■ DATA ■
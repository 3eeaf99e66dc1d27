//! DHIS2 Web API wire models
//!
//! Only the fields the exporter reads are modelled. Everything is optional or
//! defaulted where the server is known to omit it, and each type converts
//! into its domain counterpart.

use crate::domain::{
    CategoryOptionCombo, CurrentUser, DataElementRef, Dataset, ObservationTuple, OrgUnit,
};
use serde::Deserialize;
use serde_json::Value;

/// `displayName`, then `name`, then the id, skipping blanks
fn display_name_or(display_name: Option<String>, name: Option<String>, id: &str) -> String {
    display_name
        .filter(|s| !s.is_empty())
        .or_else(|| name.filter(|s| !s.is_empty()))
        .unwrap_or_else(|| id.to_string())
}

/// Reference to another object by id
#[derive(Debug, Clone, Deserialize)]
pub struct IdRef {
    pub id: String,
}

/// Response of `/api/me`
#[derive(Debug, Clone, Deserialize)]
#[serde(rename_all = "camelCase")]
pub struct MeResponse {
    #[serde(default)]
    pub first_name: Option<String>,
    #[serde(default)]
    pub surname: Option<String>,
}

impl From<MeResponse> for CurrentUser {
    fn from(me: MeResponse) -> Self {
        CurrentUser {
            first_name: me.first_name,
            surname: me.surname,
        }
    }
}

/// Response of `/api/dataSets.json`
#[derive(Debug, Clone, Deserialize)]
#[serde(rename_all = "camelCase")]
pub struct DataSetsResponse {
    #[serde(default)]
    pub data_sets: Option<Vec<WireDataSet>>,
}

#[derive(Debug, Clone, Deserialize)]
#[serde(rename_all = "camelCase")]
pub struct WireDataSet {
    pub id: String,
    #[serde(default)]
    pub display_name: Option<String>,
    #[serde(default)]
    pub name: Option<String>,
    #[serde(default)]
    pub period_type: Option<String>,
    #[serde(default)]
    pub data_set_elements: Vec<WireDataSetElement>,
}

#[derive(Debug, Clone, Deserialize)]
#[serde(rename_all = "camelCase")]
pub struct WireDataSetElement {
    #[serde(default)]
    pub data_element: Option<WireDataElement>,
}

#[derive(Debug, Clone, Deserialize)]
#[serde(rename_all = "camelCase")]
pub struct WireDataElement {
    pub id: String,
    #[serde(default)]
    pub display_name: Option<String>,
    #[serde(default)]
    pub name: Option<String>,
}

impl From<WireDataElement> for DataElementRef {
    fn from(element: WireDataElement) -> Self {
        let display_name = display_name_or(element.display_name, element.name, &element.id);
        DataElementRef {
            id: element.id,
            display_name,
        }
    }
}

impl From<WireDataSet> for Dataset {
    fn from(dataset: WireDataSet) -> Self {
        let display_name = display_name_or(dataset.display_name, dataset.name, &dataset.id);
        let elements = dataset
            .data_set_elements
            .into_iter()
            .filter_map(|dse| dse.data_element)
            .map(DataElementRef::from)
            .collect();

        Dataset {
            id: dataset.id,
            display_name,
            period_type: dataset.period_type.filter(|p| !p.is_empty()),
            elements,
        }
    }
}

/// Response of `/api/organisationUnits.json`
#[derive(Debug, Clone, Deserialize)]
#[serde(rename_all = "camelCase")]
pub struct OrganisationUnitsResponse {
    #[serde(default)]
    pub organisation_units: Vec<WireOrgUnit>,
}

#[derive(Debug, Clone, Deserialize)]
#[serde(rename_all = "camelCase")]
pub struct WireOrgUnit {
    pub id: String,
    #[serde(default)]
    pub display_name: Option<String>,
    #[serde(default)]
    pub level: u32,
    #[serde(default)]
    pub parent: Option<IdRef>,
    /// Informational only; the forest is rebuilt from parent links
    #[serde(default)]
    pub children: Vec<IdRef>,
}

impl From<WireOrgUnit> for OrgUnit {
    fn from(unit: WireOrgUnit) -> Self {
        let display_name = display_name_or(unit.display_name, None, &unit.id);
        OrgUnit {
            id: unit.id,
            display_name,
            level: unit.level,
            parent_id: unit.parent.map(|p| p.id),
        }
    }
}

/// Response of `/api/dataValueSets.json`
#[derive(Debug, Clone, Deserialize)]
#[serde(rename_all = "camelCase")]
pub struct DataValueSetResponse {
    #[serde(default)]
    pub data_values: Vec<WireDataValue>,
}

#[derive(Debug, Clone, Deserialize)]
#[serde(rename_all = "camelCase")]
pub struct WireDataValue {
    pub data_element: String,
    pub period: String,
    pub org_unit: String,
    #[serde(default)]
    pub category_option_combo: Option<String>,
    #[serde(default)]
    pub value: Value,
}

impl From<WireDataValue> for ObservationTuple {
    fn from(dv: WireDataValue) -> Self {
        let value = match dv.value {
            Value::String(s) => s,
            Value::Null => String::new(),
            other => other.to_string(),
        };

        ObservationTuple {
            org_unit: dv.org_unit,
            period: dv.period,
            data_element: dv.data_element,
            category_option_combo: dv.category_option_combo.filter(|c| !c.is_empty()),
            value,
        }
    }
}

/// Response of `/api/categoryOptionCombos.json`
#[derive(Debug, Clone, Deserialize)]
#[serde(rename_all = "camelCase")]
pub struct CategoryOptionCombosResponse {
    #[serde(default)]
    pub category_option_combos: Vec<WireCategoryOptionCombo>,
}

#[derive(Debug, Clone, Deserialize)]
#[serde(rename_all = "camelCase")]
pub struct WireCategoryOptionCombo {
    pub id: String,
    #[serde(default)]
    pub display_name: Option<String>,
    #[serde(default)]
    pub name: Option<String>,
}

impl From<WireCategoryOptionCombo> for CategoryOptionCombo {
    fn from(coc: WireCategoryOptionCombo) -> Self {
        let display_name = display_name_or(coc.display_name, coc.name, &coc.id);
        CategoryOptionCombo {
            id: coc.id,
            display_name,
        }
    }
}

■ WORK REQUEST ■
Please copy out every entry word for word.

■ EXERCISE SOLUTION ■
repository 3eeaf99e66dc1d27
//! DHIS2 Web API wire models
//!
//! Only the fields the exporter reads are modelled. Everything is optional or
//! defaulted where the server is known to omit it, and each type converts
//! into its domain counterpart.

use crate::domain::{
    CategoryOptionCombo, CurrentUser, DataElementRef, Dataset, ObservationTuple, OrgUnit,
};
use serde::Deserialize;
use serde_json::Value;

/// `displayName`, then `name`, then the id, skipping blanks
fn display_name_or(display_name: Option<String>, name: Option<String>, id: &str) -> String {
    display_name
        .filter(|s| !s.is_empty())
        .or_else(|| name.filter(|s| !s.is_empty()))
        .unwrap_or_else(|| id.to_string())
}

/// Reference to another object by id
#[derive(Debug, Clone, Deserialize)]
pub struct IdRef {
    pub id: String,
}

/// Response of `/api/me`
#[derive(Debug, Clone, Deserialize)]
#[serde(rename_all = "camelCase")]
pub struct MeResponse {
    #[serde(default)]
    pub first_name: Option<String>,
    #[serde(default)]
    pub surname: Option<String>,
}

impl From<MeResponse> for CurrentUser {
    fn from(me: MeResponse) -> Self {
        CurrentUser {
            first_name: me.first_name,
            surname: me.surname,
        }
    }
}

/// Response of `/api/dataSets.json`
#[derive(Debug, Clone, Deserialize)]
#[serde(rename_all = "camelCase")]
pub struct DataSetsResponse {
    #[serde(default)]
    pub data_sets: Option<Vec<WireDataSet>>,
}

#[derive(Debug, Clone, Deserialize)]
#[serde(rename_all = "camelCase")]
pub struct WireDataSet {
    pub id: String,
    #[serde(default)]
    pub display_name: Option<String>,
    #[serde(default)]
    pub name: Option<String>,
    #[serde(default)]
    pub period_type: Option<String>,
    #[serde(default)]
    pub data_set_elements: Vec<WireDataSetElement>,
}

#[derive(Debug, Clone, Deserialize)]
#[serde(rename_all = "camelCase")]
pub struct WireDataSetElement {
    #[serde(default)]
    pub data_element: Option<WireDataElement>,
}

#[derive(Debug, Clone, Deserialize)]
#[serde(rename_all = "camelCase")]
pub struct WireDataElement {
    pub id: String,
    #[serde(default)]
    pub display_name: Option<String>,
    #[serde(default)]
    pub name: Option<String>,
}

impl From<WireDataElement> for DataElementRef {
    fn from(element: WireDataElement) -> Self {
        let display_name = display_name_or(element.display_name, element.name, &element.id);
        DataElementRef {
            id: element.id,
            display_name,
        }
    }
}

impl From<WireDataSet> for Dataset {
    fn from(dataset: WireDataSet) -> Self {
        let display_name = display_name_or(dataset.display_name, dataset.name, &dataset.id);
        let elements = dataset
            .data_set_elements
            .into_iter()
            .filter_map(|dse| dse.data_element)
            .map(DataElementRef::from)
            .collect();

        Dataset {
            id: dataset.id,
            display_name,
            period_type: dataset.period_type.filter(|p| !p.is_empty()),
            elements,
        }
    }
}

/// Response of `/api/organisationUnits.json`
#[derive(Debug, Clone, Deserialize)]
#[serde(rename_all = "camelCase")]
pub struct OrganisationUnitsResponse {
    #[serde(default)]
    pub organisation_units: Vec<WireOrgUnit>,
}

#[derive(Debug, Clone, Deserialize)]
#[serde(rename_all = "camelCase")]
pub struct WireOrgUnit {
    pub id: String,
    #[serde(default)]
    pub display_name: Option<String>,
    #[serde(default)]
    pub level: u32,
    #[serde(default)]
    pub parent: Option<IdRef>,
    /// Informational only; the forest is rebuilt from parent links
    #[serde(default)]
    pub children: Vec<IdRef>,
}

impl From<WireOrgUnit> for OrgUnit {
    fn from(unit: WireOrgUnit) -> Self {
        let display_name = display_name_or(unit.display_name, None, &unit.id);
        OrgUnit {
            id: unit.id,
            display_name,
            level: unit.level,
            parent_id: unit.parent.map(|p| p.id),
        }
    }
}

/// Response of `/api/dataValueSets.json`
#[derive(Debug, Clone, Deserialize)]
#[serde(rename_all = "camelCase")]
pub struct DataValueSetResponse {
    #[serde(default)]
    pub data_values: Vec<WireDataValue>,
}

#[derive(Debug, Clone, Deserialize)]
#[serde(rename_all = "camelCase")]
pub struct WireDataValue {
    pub data_element: String,
    pub period: String,
    pub org_unit: String,
    #[serde(default)]
    pub category_option_combo: Option<String>,
    #[serde(default)]
    pub value: Value,
}

impl From<WireDataValue> for ObservationTuple {
    fn from(dv: WireDataValue) -> Self {
        let value = match dv.value {
            Value::String(s) => s,
            Value::Null => String::new(),
            other => other.to_string(),
        };

        ObservationTuple {
            org_unit: dv.org_unit,
            period: dv.period,
            data_element: dv.data_element,
            category_option_combo: dv.category_option_combo.filter(|c| !c.is_empty()),
            value,
        }
    }
}

/// Response of `/api/categoryOptionCombos.json`
#[derive(Debug, Clone, Deserialize)]
#[serde(rename_all = "camelCase")]
pub struct CategoryOptionCombosResponse {
    #[serde(default)]
    pub category_option_combos: Vec<WireCategoryOptionCombo>,
}

#[derive(Debug, Clone, Deserialize)]
#[serde(rename_all = "camelCase")]
pub struct WireCategoryOptionCombo {
    pub id: String,
    #[serde(default)]
    pub display_name: Option<String>,
    #[serde(default)]
    pub name: Option<String>,
}

impl From<WireCategoryOptionCombo> for CategoryOptionCombo {
    fn from(coc: WireCategoryOptionCombo) -> Self {
        let display_name = display_name_or(coc.display_name, coc.name, &coc.id);
        CategoryOptionCombo {
            id: coc.id,
            display_name,
        }
    }
}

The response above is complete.